Most medical malpractice lawsuits are not settled or decided by trial. They are abandoned by the patients and family members who brought them. A study in the medical journal Health Affairs reviewed the outcome of 3,695 malpractice claims filed in Massachusetts between 2006 and 2010, The Boston Globe reports.
Nearly 60% of the lawsuits filed against hospitals, doctors and other medical providers were abandoned. Twenty-six percent were settled, and a mere 15% went to trial. The journal concluded that “claims are not dropped because a large percentage of them are frivolous, but for other reasons.”
According to the malpractice attorneys interviewed by researchers, plaintiffs most often drop lawsuits because, after learning more about the medical procedure that went wrong, they conclude their case is weaker than they imagined.
The study recommends that that hospitals and insurance companies adopt policies to encourage lawyers on both sides to exchange information more quickly and discuss cases more openly. “Such reforms would greatly reduce both the frequency and the duration of cases that are dropped,” read the journal report, “and thus the cost of malpractice litigation.”

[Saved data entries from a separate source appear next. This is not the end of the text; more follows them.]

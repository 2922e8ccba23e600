//! Summary display formatting
//!
//! The overview screen: current balance, totals, and small bar charts for
//! category spending and the recent daily series.

use chrono::NaiveDate;

use crate::models::{Category, Money};
use crate::services::balance::Totals;

use super::report::{bar, colored_amount, separator, truncate};

/// Format the headline balance block
pub fn format_overview(
    balance: Money,
    totals: &Totals,
    monthly_expense: Money,
    month_label: &str,
) -> String {
    let mut output = String::new();

    output.push_str(&format!("Current balance:   {}\n", colored_amount(balance)));
    output.push_str(&separator(40));
    output.push('\n');
    output.push_str(&format!("Total income:      {}\n", totals.income));
    output.push_str(&format!("Total expense:     {}\n", totals.expense));
    output.push_str(&format!(
        "Spent in {}:  {}\n",
        month_label, monthly_expense
    ));

    output
}

/// Format expense-by-category rows as a bar chart, largest first
pub fn format_category_breakdown(rows: &[(Category, Money)]) -> String {
    if rows.is_empty() {
        return "No expenses recorded yet.\n".to_string();
    }

    let max = rows
        .iter()
        .map(|(_, amount)| *amount)
        .max()
        .unwrap_or_else(Money::zero);

    let mut output = String::new();
    output.push_str("Spending by category:\n");
    for (category, amount) in rows {
        let ratio = if max.is_zero() {
            0.0
        } else {
            amount.cents() as f64 / max.cents() as f64
        };
        output.push_str(&format!(
            "  {} {} {:>14}\n",
            truncate(&category.to_string(), 9),
            bar(ratio, 16),
            amount.to_string()
        ));
    }

    output
}

/// Format the per-day expense series, oldest first
pub fn format_daily_series(series: &[(NaiveDate, Money)]) -> String {
    if series.is_empty() {
        return String::new();
    }

    let max = series
        .iter()
        .map(|(_, amount)| *amount)
        .max()
        .unwrap_or_else(Money::zero);

    let mut output = String::new();
    output.push_str("Daily spending:\n");
    for (date, amount) in series {
        let ratio = if max.is_zero() {
            0.0
        } else {
            amount.cents() as f64 / max.cents() as f64
        };
        output.push_str(&format!(
            "  {} {} {:>14}\n",
            date.format("%a %Y-%m-%d"),
            bar(ratio, 16),
            amount.to_string()
        ));
    }

    output
}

Another thing that might help, from this lawyer’s experience, is for hospitals to talk more candidly with patients and their families when the patient winds up worse off for the hospital experience. Many patients come to legal advocates like me to investigate a potential malpractice suit because they are first bewildered at what happened, then suspicious when the doctors and nurses won’t talk to them. We have to do extensive investigations to get to the bottom of events, and sometimes — although not nearly as often as seemed to happen with the lawsuits in this study — we discover that the care was acceptable but it was just a tragic outcome.